United States District Court, N.D. Florida, Gainesville Division

May 7, 2018




         Petitioner initiated this case by filing a pro se petition for a writ of habeas corpus pursuant to 28 U.S.C. § 2254. (ECF No. 1.) Respondent filed a response, ECF No. 10, along with relevant portions of the state-court record. (ECF No. 10-1-10-4.) Upon due consideration of the petition, response, and state-court record, the undersigned recommends that the petition be denied.[1]

         Summary of State-Court Proceedings

         On September 20, 2010, Petitioner was charged by information with possession of cocaine and tampering with physical evidence. (ECF No. 10-1 at 26.) Petitioner then pleaded nolo contendere on January 26, 2012, to possession of cocaine and felony battery, and he was sentenced to twelve months of probation on each charge, to run concurrently. (Id. at 77-97.)

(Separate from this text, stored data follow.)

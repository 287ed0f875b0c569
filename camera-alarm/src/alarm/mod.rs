//! Motion and humanoid alarm handling.
//!
//! The vendor SDK delivers detection events to [`AlarmEventIngest`], which
//! only records when each kind was last seen. [`AlarmMonitor`] turns those
//! timestamps into a debounced on/off state once per second and, on every
//! change, runs the configured hook command and publishes the combined
//! [`AlarmState`]. [`AlarmService`] ties the vendor alarm feature and the
//! monitor task together:
//!
//! - `init` selects the detection resolution, initializes the vendor feature,
//!   sets sensitivities, registers the ingest handler and starts the monitor
//! - `switch` enables or disables detection of both kinds
//! - `free` undoes all of it, attempting every step

mod clock;
mod command;
mod debounce;
mod ingest;
mod kind;
mod monitor;
mod publish;
mod sdk;
mod service;
mod timestamps;

pub use clock::{Clock, SystemClock};
pub use command::{CommandRunner, ShellCommandRunner};
pub use debounce::{DebounceTracker, TickOutcome, Timeouts, Transition};
pub use ingest::AlarmEventIngest;
pub use kind::{AlarmEvent, AlarmKind, AlarmState, DetectionRegion};
pub use monitor::{AlarmMonitor, TICK_INTERVAL};
pub use publish::{ALARM_TOPIC, AlarmTransport, publish_alarm_state};
pub use sdk::{
    AlarmEventHandler, AlarmSdk, DETECTION_RESOLUTION, NoOverlay, OverlaySink, PictureSize,
    SdkError, SdkResult, VideoResolution,
};
pub use service::AlarmService;
pub use timestamps::{AlarmTimestamps, NO_EVENT};
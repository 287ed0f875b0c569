//! Logging setup with a reloadable filter and log file retention.
//!
//! This module provides:
//! - Console and daily-rolling file output with local timezone timestamps
//! - Runtime log level changes via `tracing_subscriber::reload`
//! - Log file retention cleanup (deletes logs older than 7 days)
//!
//! Camera storage is small, so retention matters more than on a server.

use std::path::{Path, PathBuf};
use std::sync::Arc;
use std::time::Duration;

use chrono::{Local, Utc};
use tokio_util::sync::CancellationToken;
use tracing::{debug, info, warn};
use tracing_appender::non_blocking::WorkerGuard;
use tracing_subscriber::{
    EnvFilter,
    fmt::{self, format::Writer, time::FormatTime},
    layer::SubscriberExt,
    reload::{self, Handle},
    util::SubscriberInitExt,
};

use crate::{Error, Result};

/// Default log filter directive.
pub const DEFAULT_LOG_FILTER: &str = "camera_alarm=info";

/// Prefix of rolled log file names (`camera-alarm.log.YYYY-MM-DD`).
pub const LOG_FILE_PREFIX: &str = "camera-alarm.log";

/// Log retention period in days.
const LOG_RETENTION_DAYS: i64 = 7;

/// Timer that formats timestamps in the camera's local timezone.
#[derive(Debug, Clone, Copy)]
struct LocalTimer;

impl FormatTime for LocalTimer {
    fn format_time(&self, w: &mut Writer<'_>) -> std::fmt::Result {
        write!(w, "{}", Local::now().format("%Y-%m-%dT%H:%M:%S%.3f%:z"))
    }
}

pub type FilterHandle = Handle<EnvFilter, tracing_subscriber::Registry>;

/// Handle to the installed subscriber.
pub struct LoggingConfig {
    handle: FilterHandle,
    log_dir: PathBuf,
}

impl LoggingConfig {
    /// Current filter directive string.
    pub fn get_filter(&self) -> String {
        self.handle
            .with_current(|filter| filter.to_string())
            .unwrap_or_default()
    }

    /// Replace the filter directive, e.g. `"camera_alarm=debug"`.
    pub fn set_filter(&self, directive: &str) -> Result<()> {
        let new_filter = EnvFilter::try_new(directive)
            .map_err(|e| Error::config(format!("Invalid filter directive: {}", e)))?;

        self.handle
            .reload(new_filter)
            .map_err(|e| Error::Other(format!("Failed to reload filter: {}", e)))?;

        info!(directive = %directive, "Log filter updated");
        Ok(())
    }

    pub fn log_dir(&self) -> &Path {
        &self.log_dir
    }

    /// Start the daily log retention cleanup task.
    pub fn start_retention_cleanup(self: &Arc<Self>, cancel_token: CancellationToken) {
        let log_dir = self.log_dir.clone();

        tokio::spawn(async move {
            let cleanup_interval = Duration::from_secs(24 * 60 * 60);

            loop {
                tokio::select! {
                    _ = cancel_token.cancelled() => {
                        debug!("Log retention cleanup task shutting down");
                        break;
                    }
                    _ = tokio::time::sleep(cleanup_interval) => {
                        if let Err(e) = cleanup_old_logs(&log_dir, LOG_RETENTION_DAYS).await {
                            warn!(error = %e, "Failed to cleanup old logs");
                        }
                    }
                }
            }
        });
    }
}

/// Delete rolled log files whose date is older than `retention_days`.
///
/// Returns the number of files deleted.
pub async fn cleanup_old_logs(log_dir: &Path, retention_days: i64) -> std::io::Result<usize> {
    let cutoff = (Utc::now() - chrono::Duration::days(retention_days)).date_naive();

    let mut entries = tokio::fs::read_dir(log_dir).await?;
    let mut deleted_count = 0;

    while let Some(entry) = entries.next_entry().await? {
        let path = entry.path();
        if !path.is_file() {
            continue;
        }

        let Some(file_date) = path
            .file_name()
            .and_then(|n| n.to_str())
            .and_then(|n| n.strip_prefix(LOG_FILE_PREFIX))
            .and_then(|n| n.strip_prefix('.'))
            .and_then(|date| chrono::NaiveDate::parse_from_str(date, "%Y-%m-%d").ok())
        else {
            continue;
        };

        if file_date < cutoff {
            match tokio::fs::remove_file(&path).await {
                Ok(()) => {
                    deleted_count += 1;
                    debug!(path = %path.display(), "Deleted old log file");
                }
                Err(e) => warn!(path = %path.display(), error = %e, "Failed to delete old log file"),
            }
        }
    }

    if deleted_count > 0 {
        info!(count = deleted_count, "Cleaned up old log files");
    }

    Ok(deleted_count)
}

/// Install the global subscriber: console plus daily-rolling file in `log_dir`.
///
/// Keep the returned guard alive for the lifetime of the process, otherwise
/// buffered file output is lost.
pub fn init_logging(log_dir: impl AsRef<Path>) -> Result<(Arc<LoggingConfig>, WorkerGuard)> {
    let log_dir = log_dir.as_ref().to_path_buf();
    std::fs::create_dir_all(&log_dir)?;

    let file_appender = tracing_appender::rolling::daily(&log_dir, LOG_FILE_PREFIX);
    let (non_blocking, guard) = tracing_appender::non_blocking(file_appender);

    let initial_filter =
        EnvFilter::try_from_default_env().unwrap_or_else(|_| EnvFilter::new(DEFAULT_LOG_FILTER));
    let (filter_layer, handle) = reload::Layer::new(initial_filter);

    tracing_subscriber::registry()
        .with(filter_layer)
        .with(fmt::layer().with_ansi(true).with_timer(LocalTimer))
        .with(
            fmt::layer()
                .with_writer(non_blocking)
                .with_ansi(false)
                .with_timer(LocalTimer),
        )
        .try_init()
        .map_err(|e| Error::Other(format!("Failed to set global default subscriber: {}", e)))?;

    Ok((Arc::new(LoggingConfig { handle, log_dir }), guard))
}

         While on probation Petitioner was arrested during a traffic stop in Lake County, Florida on charges of possession of a controlled substance and trafficking in a controlled substance. (Id. at 99-102.) An amended affidavit of violation of probation was filed on May 8, 2012, alleging that Petitioner violated Condition Five, failure to refrain from violating the law; Condition Three, leaving his county of residence without consent of the probation officer; and Condition Six, association with persons engaged in criminal activity. (Id. at 109-10.) The circuit court revoked Petitioner's probation on March 27, 2013, and he received two consecutive sentences of five years in prison. (Id. at 154-59.)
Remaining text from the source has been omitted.